MRF5 – 2017
Paolo Fresu: tromba, flicorno
Bebo Ferra: chitarra acustica
Paolini Dalla Porta: contrabbasso
Stefano Bagnoli: batteria
C’è qualcosa di magico nei suoni di questa formazione del Devil Quartet di Paolo Fresu. Qualcosa che, probabilmente, la rende estremamente godibile in concerto; ma che anche su disco ed in particolare nell’incisione di questo Carpe Diem, cattura l’orecchio e l’animo di chi ascolta. Sarà l’estrema perizia e sensibilità di ognuno di questi musicisti, sarà l’alchimia che lega ognuno di loro agli altri, sarà la svolta acustica che lo stesso quartetto ha impresso alle sue sonorità (tre lavori prima di questo). O magari proprio il Carpe Diem del titolo: sapere cogliere il giorno o l’attimo fugace. Loro lo hanno davvero catturato, ed in sala di incisione hanno prodotto un lavoro che si può davvero definire un classico del jazz acustico, un classico del jazz italiano, cioè di un mondo che continua a presentarsi estremamente ricco, diversificato, multiforme, di cui andare orgogliosi. Nessuno è musicista di primo pelo, Fresu è sulla breccia da trent’anni e più, gli alti forse poco meno. Ciascuno di loro ha da dire (suonare) davvero tanto.
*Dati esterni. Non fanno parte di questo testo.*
// Copyright (c) 2025 Fabstir
// SPDX-License-Identifier: BUSL-1.1
//! Decoding and non-maximum suppression for YOLOv8 output

use std::cmp::Ordering;

use anyhow::Result;
use ndarray::{ArrayViewD, Axis, Ix2};

use super::preprocessing::LetterboxInfo;
use super::Detection;

/// Decode raw detector output into boxes in original image coordinates
///
/// Accepts `[1, 4 + C, N]` (the usual YOLOv8 export) or the transposed
/// `[1, N, 4 + C]`. The layout with more anchors than attributes wins.
/// Each anchor keeps its best class if that score reaches
/// `confidence_threshold`. Results are unsorted.
pub fn decode_predictions(
    output: ArrayViewD<'_, f32>,
    info: &LetterboxInfo,
    confidence_threshold: f32,
) -> Result<Vec<Detection>> {
    let shape = output.shape().to_vec();
    if shape.len() != 3 || shape[0] != 1 {
        anyhow::bail!("Unexpected detector output shape: {:?}", shape);
    }

    let batch = output.index_axis(Axis(0), 0).into_dimensionality::<Ix2>()?;
    // Rows are attributes, columns are anchors
    let table = if shape[1] > shape[2] {
        batch.reversed_axes()
    } else {
        batch
    };

    let (attributes, anchors) = table.dim();
    if attributes < 5 {
        anyhow::bail!(
            "Detector output has {} attributes per anchor, need at least 5",
            attributes
        );
    }

    let mut detections = Vec::new();
    for i in 0..anchors {
        let mut best_class = 0;
        let mut best_score = f32::NEG_INFINITY;
        for c in 4..attributes {
            let score = table[[c, i]];
            if score > best_score {
                best_score = score;
                best_class = c - 4;
            }
        }

        if best_score.is_nan() || best_score < confidence_threshold {
            continue;
        }

        let cx = table[[0, i]];
        let cy = table[[1, i]];
        let w = table[[2, i]];
        let h = table[[3, i]];

        let (x1, y1) = info.map_to_original(cx - w / 2.0, cy - h / 2.0);
        let (x2, y2) = info.map_to_original(cx + w / 2.0, cy + h / 2.0);

        detections.push(Detection {
            x1,
            y1,
            x2,
            y2,
            confidence: best_score,
            class_id: best_class,
        });
    }

    Ok(detections)
}

/// Per-class greedy non-maximum suppression
///
/// Boxes are visited by descending confidence; a box is dropped when it
/// overlaps an already kept box of the same class with IoU above
/// `iou_threshold`. At most `max_detections` boxes are returned.
pub fn non_max_suppression(
    mut detections: Vec<Detection>,
    iou_threshold: f32,
    max_detections: usize,
) -> Vec<Detection> {
    detections.sort_by(|a, b| {
        b.confidence
            .partial_cmp(&a.confidence)
            .unwrap_or(Ordering::Equal)
    });

    let mut keep: Vec<Detection> = Vec::new();
    for candidate in detections {
        if keep.len() >= max_detections {
            break;
        }
        let suppressed = keep.iter().any(|kept| {
            kept.class_id == candidate.class_id && iou(kept, &candidate) > iou_threshold
        });
        if !suppressed {
            keep.push(candidate);
        }
    }

    keep
}

/// Intersection over union of two corner boxes
pub fn iou(a: &Detection, b: &Detection) -> f32 {
    let x1 = a.x1.max(b.x1);
    let y1 = a.y1.max(b.y1);
    let x2 = a.x2.min(b.x2);
    let y2 = a.y2.min(b.y2);

    let intersection = (x2 - x1).max(0.0) * (y2 - y1).max(0.0);
    let union = a.area() + b.area() - intersection;

    if union > 0.0 {
        intersection / union
    } else {
        0.0
    }
}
Il quartetto funziona a meraviglia, i primi dieci minuti (su poco meno di un’ora di musica di alto livello) di Home, Carpe Diem e In Minore sono alta scuola: un concetto moderno ed allo stesso tempo vicino alla tradizione del jazz acustico, quello che portiamo nella mente dopo avere ascoltato un certo Miles Davis di un certo suo periodo: Fresu in grande spolvero, con o senza la sua sordina, capace di estrarre l’anima dalla tromba; Bebo Ferra lucido ed emozionante, forse il musicista che maggiormente riluce in questa veste puramente acustica; Paolino Dalla Porta profondo nell’incedere delle corde del suo contrabbasso mai prevedibile e sempre puntuale; Stefano Bagnoli, artista assai completo, delicato con le spazzole sui suoi tamburi. Un piacer all’ascolto, dai temi più ricchi di ritmo ma sempre diffusi di pacatezza, ai momenti più intrisi di blues e di grande tradizione come Lines, fino al gioco finale del tema di Un Posto Al Sole, del quale si potrebbe pensare il peggio possibile. Tutt’altro, nelle loro mani una eccellente chiusura per uno dei dischi di jazz più belli in Italia negli ultimi tempi. Ed uno dei più semplici, anche. Non è da tutti.